The Staircase of the Ambassadors

Le Brun’s drawings provide a vision of the decoration, now lost, from the Staircase of the Ambassadors, featuring figures on the same scale, enriched with all the gravity and dramatic quality of drawing in black pencil. This staircase, which led up to the grand apartments of the king and queen, was the first space that represented the power of the monarch at Versailles. Designed in around 1671 and decorated between 1674 and 1679, the staircase was destroyed in 1752, during the reign of Louis XIV. In it, Le Brun made exceptional use of a narrow space that only received overhead lighting. Using optical illusion, he increased the sensation of space, mixing fact and fiction to create an allegorical composition that depicted the return of Louis XIV after one of his military victories. Le Brun surrounded the king by representatives from nations in the four continents, the kings of Antiquity, victories, cupids and the arts: a monumental composition to the honour and glory of the absolute monarch. The cartoons reveal that Le Brun worked on the Staircase of the Ambassadors to the last minute, retouching and improving his drawings.

The Hall of Mirrors

The paintings in the Hall of Mirrors enable us to follow, step by step, the artist’s working process, from the first small sketches, their pencil strokes embodying powerful movement, to the final drawings, which are the same size as the paintings themselves. Also conserved are the engraved copies of the overall work, produced for the purpose of making this artistic accomplishment known beyond French borders, adding to the monarch’s fame. In European painting, the figure of the king was traditionally represented by a mythological figure: Apollo, Hercules and so on. Le Brun, however, portrays the king himself, leading his armies to victory, wearing an ancient breastplate and a modern wig, in a dialogue with the gods and allegories. Two of the most important scenes on the ceiling are represented: the king’s decision to rule alone, and the war with Holland. One of the most famous episodes in this war, The Crossing of the Rhine in 1672, is shown through cartoons exactly as they were found in Le Brun’s studio.

From the Louvre Museum to CaixaForum

Over the past few years, the Graphic Arts Department of the Louvre Museum has carefully restored these drawings, enabling us to see them now for the first time in all their original splendour. The exhibition Drawing Versailles: Studies and Cartoons of Charles Le Brun (Dibuixar Versalles / Dibujar Versalles: Charles Le Brun) is the fruit of a strategic agreement between the Louvre Museum and ”la Caixa” Foundation.
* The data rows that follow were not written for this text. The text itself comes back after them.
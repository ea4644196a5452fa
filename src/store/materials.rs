//! Study materials uploaded by teachers and browsed by students.
//!
//! Materials are the only record kind that supports physical removal.

use super::table::Table;
use super::Repository;
use crate::libs::error::CampusError;
use crate::libs::filter::{filter, Criteria, Selector};
use crate::libs::formatter::format_file_size;
use crate::libs::record::Record;
use chrono::{Local, NaiveDate};
use serde::{Deserialize, Serialize};
use std::fmt;
use std::str::FromStr;

/// Subjects offered on the upload form.
pub const SUBJECTS: &[&str] = &["Database Systems", "Data Structures", "Algorithms", "Web Development", "Operating Systems"];

#[derive(Debug, Clone, Copy, PartialEq, Eq, Hash, Serialize, Deserialize)]
#[serde(rename_all = "lowercase")]
pub enum MaterialType {
    Notes,
    Video,
    Document,
}

impl MaterialType {
    pub const ALL: [MaterialType; 3] = [MaterialType::Notes, MaterialType::Video, MaterialType::Document];

    pub fn as_str(self) -> &'static str {
        match self {
            MaterialType::Notes => "notes",
            MaterialType::Video => "video",
            MaterialType::Document => "document",
        }
    }

    pub fn label(self) -> &'static str {
        match self {
            MaterialType::Notes => "Notes",
            MaterialType::Video => "Video",
            MaterialType::Document => "Document",
        }
    }
}

impl fmt::Display for MaterialType {
    fn fmt(&self, f: &mut fmt::Formatter<'_>) -> fmt::Result {
        f.write_str(self.as_str())
    }
}

impl FromStr for MaterialType {
    type Err = CampusError;

    fn from_str(s: &str) -> Result<Self, Self::Err> {
        let needle = s.trim().to_lowercase();
        MaterialType::ALL
            .into_iter()
            .find(|kind| kind.as_str() == needle)
            .ok_or_else(|| CampusError::unknown("material type", s))
    }
}

#[derive(Debug, Clone, PartialEq, Serialize, Deserialize)]
pub struct Material {
    pub id: String,
    pub title: String,
    pub description: String,
    pub material_type: MaterialType,
    pub subject: String,
    #[serde(skip_serializing_if = "Option::is_none")]
    pub uploaded_by: Option<String>,
    pub upload_date: NaiveDate,
    #[serde(skip_serializing_if = "Option::is_none")]
    pub file_size: Option<String>,
    pub download_count: u32,
}

impl Record for Material {
    fn id(&self) -> &str {
        &self.id
    }

    fn set_id(&mut self, id: String) {
        self.id = id;
    }

    fn search_fields(&self) -> Vec<&str> {
        vec![&self.title, &self.description, &self.subject]
    }

    fn kind_key(&self) -> Option<&str> {
        Some(self.material_type.as_str())
    }
}

/// The file picked on the upload form. Only its metadata is kept.
#[derive(Debug, Clone)]
pub struct Upload {
    pub file_name: String,
    pub size_bytes: u64,
}

#[derive(Debug, Clone, Default)]
pub struct NewMaterial {
    pub title: String,
    pub description: String,
    /// Raw value of the type dropdown; empty when nothing was picked.
    pub material_type: String,
    pub subject: String,
    pub file: Option<Upload>,
    pub uploaded_by: Option<String>,
}

impl NewMaterial {
    fn validate(&self) -> Result<MaterialType, CampusError> {
        let mut missing = Vec::new();
        for (name, value) in [
            ("title", &self.title),
            ("description", &self.description),
            ("type", &self.material_type),
            ("subject", &self.subject),
        ] {
            if value.trim().is_empty() {
                missing.push(name);
            }
        }
        if self.file.is_none() {
            missing.push("file");
        }
        if !missing.is_empty() {
            return Err(CampusError::Validation(missing));
        }
        self.material_type.parse()
    }
}

pub struct Materials<S = Table<Material>> {
    store: S,
}

impl Materials {
    pub fn seeded(rows: Vec<Material>) -> Self {
        Self::with_store(Table::with_rows(rows))
    }
}

impl<S: Repository<Material>> Materials<S> {
    pub fn with_store(store: S) -> Self {
        Self { store }
    }

    pub fn all(&self) -> &[Material] {
        self.store.list()
    }

    pub fn get(&self, id: &str) -> Option<&Material> {
        self.store.get(id)
    }

    pub fn upload(&mut self, form: NewMaterial) -> Result<&Material, CampusError> {
        let material_type = form.validate()?;
        let size = form.file.as_ref().map(|file| format_file_size(file.size_bytes));

        let material = Material {
            id: String::new(),
            title: form.title.trim().to_string(),
            description: form.description.trim().to_string(),
            material_type,
            subject: form.subject,
            uploaded_by: form.uploaded_by,
            upload_date: Local::now().date_naive(),
            file_size: size,
            download_count: 0,
        };
        Ok(self.store.create(material))
    }

    /// Removes a material. Deleting an unknown id does nothing.
    pub fn delete(&mut self, id: &str) -> Option<Material> {
        self.store.remove(id)
    }

    /// Type tab (or `all`) combined with the search box.
    pub fn browse(&self, kind: &Selector, search: &str) -> Vec<&Material> {
        let criteria = Criteria {
            kind: kind.clone(),
            search: search.to_string(),
            ..Default::default()
        };
        filter(self.store.list(), &criteria)
    }

    pub fn count_of(&self, kind: MaterialType) -> usize {
        self.store.list().iter().filter(|material| material.material_type == kind).count()
    }
}

#[cfg(test)]
mod tests {
    use super::*;

    fn form() -> NewMaterial {
        NewMaterial {
            title: "Graph Traversal".into(),
            description: "BFS and DFS walkthrough".into(),
            material_type: "notes".into(),
            subject: "Algorithms".into(),
            file: Some(Upload {
                file_name: "graphs.pdf".into(),
                size_bytes: 2_621_440,
            }),
            uploaded_by: None,
        }
    }

    #[test]
    fn upload_formats_size_and_starts_at_zero_downloads() {
        let mut materials = Materials::seeded(Vec::new());
        let material = materials.upload(form()).unwrap();
        assert_eq!(material.file_size.as_deref(), Some("2.5 MB"));
        assert_eq!(material.download_count, 0);
        assert_eq!(material.material_type, MaterialType::Notes);
    }

    #[test]
    fn upload_requires_file() {
        let mut materials = Materials::seeded(Vec::new());
        let err = materials.upload(NewMaterial { file: None, ..form() }).unwrap_err();
        assert_eq!(err, CampusError::Validation(vec!["file"]));
    }

    #[test]
    fn upload_rejects_unknown_type() {
        let mut materials = Materials::seeded(Vec::new());
        let err = materials
            .upload(NewMaterial {
                material_type: "podcast".into(),
                ..form()
            })
            .unwrap_err();
        assert!(matches!(err, CampusError::UnknownValue { kind: "material type", .. }));
    }
}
The purpose of this agreement is to bring to public attention artists, collections and periods in art history that are not represented in our galleries but which occupy eminent positions in the Louvre’s exhibition discourse: Mesopotamian culture, Coptic art, Pharaonic bestiary, women in Ancient Rome, the work of Eugène Delacroix, etc.

Dibujar Versalles: Bocetos y Cartones de Charles Le Brun (Barcelona: Fundació Ciaixa de Pensions, 2015), ISBN 978-8499001425, 232 pages, 35€.

The full press release is available here»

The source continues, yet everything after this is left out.